The news that the prosecutor general of Cagliari (Sardinia, Italy) has accused Francesco Arcuri of physical and psychological violence and humiliation towards his children has put the case of Juana Rivas back on the agenda in the media, social networks and gatherings. Many remember the judge’s ruling Manuel Piñar that in 2018 the sentenced to five years in prison for theft of his children as the turning point in this case. A sentence that the Supreme Court later reduced by half and that Rivas partially complied with due to the Government’s pardon.
But the ordeal of Rivas and his children in court did not begin or end with this sentence. The Rivas case cannot be seen only by the sentence of a sexist and misogynist judge (its various sentences prove it), but for the egregious failures of a justice system that questions mothers and fails to protect their sons and daughters when they report gender violence that they and their children suffer, and it is called institutional violence.
The Rivas case began long before Judge Piñar, when the court of first instance number 3 of Granada accepted and executed the order to return the minors, then aged 3 and 11, to their father in Italy. Justice applied, without any safeguard, the Hague Convention. An international treaty that obliges the signatory states (Spain and Italy) to imminently return minors to their last country of residence in cases of abduction. One of the exceptions of the treaty was not taken into account, which stipulates that States will not be obliged to return minors if “there is a serious risk“that this action “exposes them to physical danger or in any other way puts the minor in an intolerable situation.”

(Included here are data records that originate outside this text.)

use serde_json::Value;
use tempfile::TempDir;

use crate::config::Config;
use crate::model::{Page, Properties};
use crate::storage::StoreOptions;

/// Deterministic UUID for a page id.
#[must_use]
pub fn uuid_for(id: i64) -> String {
    format!("00000000-0000-4000-8000-{id:012}")
}

/// A page without properties.
#[must_use]
pub fn page(id: i64, name: &str) -> Page {
    Page {
        id,
        created_at: 1_700_000_000_000 + id,
        updated_at: 1_700_000_100_000 + id,
        uuid: uuid_for(id),
        journal: false,
        original_name: name.to_string(),
        properties: None,
        tags: String::new(),
    }
}

/// A page whose properties are the given JSON object.
///
/// # Panics
///
/// Panics if `properties` is not a JSON object.
#[must_use]
pub fn page_with_properties(id: i64, name: &str, properties: Value) -> Page {
    let properties: Properties = match properties {
        Value::Object(map) => map,
        other => panic!("page properties must be an object, got {other}"),
    };
    Page {
        properties: Some(properties),
        ..page(id, name)
    }
}

/// The two-page graph used across scenario tests.
#[must_use]
pub fn sample_pages() -> Vec<Page> {
    vec![
        page_with_properties(
            1,
            "Project Alpha",
            serde_json::json!({"tags": ["work", "urgent"]}),
        ),
        page_with_properties(2, "Shopping List", serde_json::json!({})),
    ]
}

/// Test fixture providing an isolated store location.
pub struct StoreFixture {
    pub temp_dir: TempDir,
    pub options: StoreOptions,
}

impl StoreFixture {
    /// # Panics
    ///
    /// Panics if the temp directory cannot be created.
    #[must_use]
    pub fn new() -> Self {
        let temp_dir = TempDir::new().expect("Failed to create temp dir");
        let options = StoreOptions::at(temp_dir.path().join("pages.db"));
        Self { temp_dir, options }
    }

    /// Config pointing at this fixture's store, without the tokenizer library.
    #[must_use]
    pub fn config(&self) -> Config {
        let mut config = Config::default();
        config.store.path = self.options.path.clone();
        config.store.load_extension = false;
        config
    }
}

impl Default for StoreFixture {
    fn default() -> Self {
        Self::new()
    }
}
//! Query paths over the page store.
//!
//! - [`match_by_text`]: FTS5 match over page names
//! - [`match_by_tags`]: pages carrying every requested tag
//! - [`list_tags`]: the distinct tag universe

mod tags;
mod text;

use rusqlite::Row;

use crate::error::Result;
use crate::model::{Page, Properties};

pub use tags::{list_tags, match_by_tags};
pub use text::match_by_text;

/// Columns every page query selects, in [`page_from_row`] order.
const PAGE_COLUMNS: &str = "p.id, p.created_at, p.updated_at, p.uuid, p.journal, \
     p.original_name, p.properties";

/// Aggregated tag string; tags keep their insertion order.
const TAG_AGGREGATE: &str = "IFNULL(GROUP_CONCAT(t.tag, ' ' ORDER BY t.id), '')";

struct RawPage {
    page: Page,
    properties: Option<String>,
}

fn raw_page_from_row(row: &Row<'_>) -> rusqlite::Result<RawPage> {
    Ok(RawPage {
        page: Page {
            id: row.get(0)?,
            created_at: row.get::<_, Option<i64>>(1)?.unwrap_or_default(),
            updated_at: row.get::<_, Option<i64>>(2)?.unwrap_or_default(),
            uuid: row.get::<_, Option<String>>(3)?.unwrap_or_default(),
            journal: row.get::<_, Option<bool>>(4)?.unwrap_or_default(),
            original_name: row.get::<_, Option<String>>(5)?.unwrap_or_default(),
            properties: None,
            tags: row.get(7)?,
        },
        properties: row.get(6)?,
    })
}

/// Decode the stored properties blob back into the page.
fn finish_page(raw: RawPage) -> Result<Page> {
    let RawPage {
        mut page,
        properties,
    } = raw;
    page.properties = match properties.as_deref() {
        None | Some("") => None,
        Some(blob) => serde_json::from_str::<Option<Properties>>(blob)?,
    };
    Ok(page)
}

fn collect_pages<I>(rows: I) -> Result<Vec<Page>>
where
    I: Iterator<Item = rusqlite::Result<RawPage>>,
{
    let mut pages = Vec::new();
    for row in rows {
        pages.push(finish_page(row?)?);
    }
    Ok(pages)
}
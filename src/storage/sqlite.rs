//! SQLite store handle

use std::ffi::OsString;
use std::path::{Path, PathBuf};

use rusqlite::{Connection, LoadExtensionGuard};
use tracing::{debug, info};

use crate::config::StoreConfig;
use crate::error::{LogseqError, Result};
use crate::storage::schema::{self, Tokenizer};

/// How to open the store. Replaces a process-wide driver registration:
/// every handle carries its own extension settings.
#[derive(Debug, Clone, PartialEq, Eq)]
pub struct StoreOptions {
    pub path: PathBuf,
    pub extension_path: PathBuf,
    pub load_extension: bool,
    pub tokenizer: Tokenizer,
}

impl StoreOptions {
    #[must_use]
    pub fn from_config(config: &StoreConfig) -> Self {
        Self {
            path: config.path.clone(),
            extension_path: config.extension_path.clone(),
            load_extension: config.needs_extension(),
            tokenizer: config.effective_tokenizer(),
        }
    }

    /// Options for a plain store at `path` using built-in tokenizers only.
    #[must_use]
    pub fn at(path: impl Into<PathBuf>) -> Self {
        Self::from_config(&StoreConfig {
            path: path.into(),
            load_extension: false,
            ..StoreConfig::default()
        })
    }
}

/// Owned connection to the page store.
pub struct Store {
    conn: Connection,
    path: Option<PathBuf>,
}

impl std::fmt::Debug for Store {
    fn fmt(&self, f: &mut std::fmt::Formatter<'_>) -> std::fmt::Result {
        f.debug_struct("Store")
            .field("path", &self.path)
            .finish_non_exhaustive()
    }
}

impl Store {
    /// Destroy any existing store at the configured path and create an
    /// empty schema in its place.
    pub fn reset(options: &StoreOptions) -> Result<Self> {
        // Fail before deleting anything if the tokenizer library is missing.
        if options.load_extension {
            load_extension(&Connection::open_in_memory()?, &options.extension_path)?;
        }
        remove_store_files(&options.path)?;

        if let Some(parent) = options.path.parent() {
            if !parent.as_os_str().is_empty() {
                std::fs::create_dir_all(parent)?;
            }
        }

        let conn = Self::connect(options)?;
        schema::create(&conn, options.tokenizer)?;
        info!(
            path = %options.path.display(),
            tokenizer = %options.tokenizer,
            "created empty store"
        );

        Ok(Self {
            conn,
            path: Some(options.path.clone()),
        })
    }

    /// Open a store previously created by [`Store::reset`].
    pub fn open(options: &StoreOptions) -> Result<Self> {
        if !options.path.is_file() {
            return Err(LogseqError::StoreNotBuilt(options.path.clone()));
        }

        let conn = Self::connect(options)?;
        let version = schema::version(&conn)?;
        if version != schema::SCHEMA_VERSION {
            debug!(
                found = version,
                expected = schema::SCHEMA_VERSION,
                "store schema version mismatch"
            );
            return Err(LogseqError::StoreNotBuilt(options.path.clone()));
        }

        Ok(Self {
            conn,
            path: Some(options.path.clone()),
        })
    }

    /// In-memory store with a fresh schema.
    pub fn in_memory(tokenizer: Tokenizer) -> Result<Self> {
        let conn = Connection::open_in_memory()?;
        Self::configure_pragmas(&conn)?;
        schema::create(&conn, tokenizer)?;
        Ok(Self { conn, path: None })
    }

    /// Get a reference to the connection
    #[must_use]
    pub const fn conn(&self) -> &Connection {
        &self.conn
    }

    pub(crate) const fn conn_mut(&mut self) -> &mut Connection {
        &mut self.conn
    }

    /// Backing file, `None` for in-memory stores.
    #[must_use]
    pub fn path(&self) -> Option<&Path> {
        self.path.as_deref()
    }

    fn connect(options: &StoreOptions) -> Result<Connection> {
        let conn = Connection::open(&options.path)?;
        Self::configure_pragmas(&conn)?;
        if options.load_extension {
            load_extension(&conn, &options.extension_path)?;
        }
        Ok(conn)
    }

    fn configure_pragmas(conn: &Connection) -> Result<()> {
        conn.execute_batch(
            "PRAGMA journal_mode = WAL;
             PRAGMA synchronous = NORMAL;
             PRAGMA temp_store = MEMORY;
             PRAGMA foreign_keys = ON;",
        )?;
        Ok(())
    }
}

#[allow(unsafe_code)]
fn load_extension(conn: &Connection, path: &Path) -> Result<()> {
    debug!(extension = %path.display(), "loading sqlite extension");
    // SAFETY: extension loading stays enabled only while the guard lives, and
    // the library path comes from local configuration, not from page data.
    let loaded = unsafe {
        LoadExtensionGuard::new(conn).and_then(|_guard| conn.load_extension(path, None::<&str>))
    };
    loaded.map_err(|err| {
        LogseqError::Config(format!("load sqlite extension {}: {err}", path.display()))
    })
}

fn remove_store_files(path: &Path) -> Result<()> {
    for suffix in ["", "-wal", "-shm", "-journal"] {
        let mut candidate = OsString::from(path.as_os_str());
        candidate.push(suffix);
        let candidate = PathBuf::from(candidate);
        match std::fs::remove_file(&candidate) {
            Ok(()) => debug!(path = %candidate.display(), "removed previous store file"),
            Err(err) if err.kind() == std::io::ErrorKind::NotFound => {}
            Err(err) => return Err(err.into()),
        }
    }
    Ok(())
}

But if there was a turning point in the case of Juana Rivas, it was the fact that a judge from the violence against women court number 2 of Granada decided not to process the complaint filed by Rivas against Francesco Arcuri in August 2016when she was in Spain with the minors and they had been recognized as a victim of gender violence. Arcuri had been convicted in 2009 for gender violence, but Rivas’s new complaint against him was kept in a drawer for more than a year without processing or looking at the substance of its contents. In it, Rivas stated that he feared for his integrity and that of his children. According to his lawyers, not having taken into account this complaint and the reasons that led Rivas to disappear in August 2017 with his children so as not to hand them over to his father. marked the entire subsequent development of judicial torture.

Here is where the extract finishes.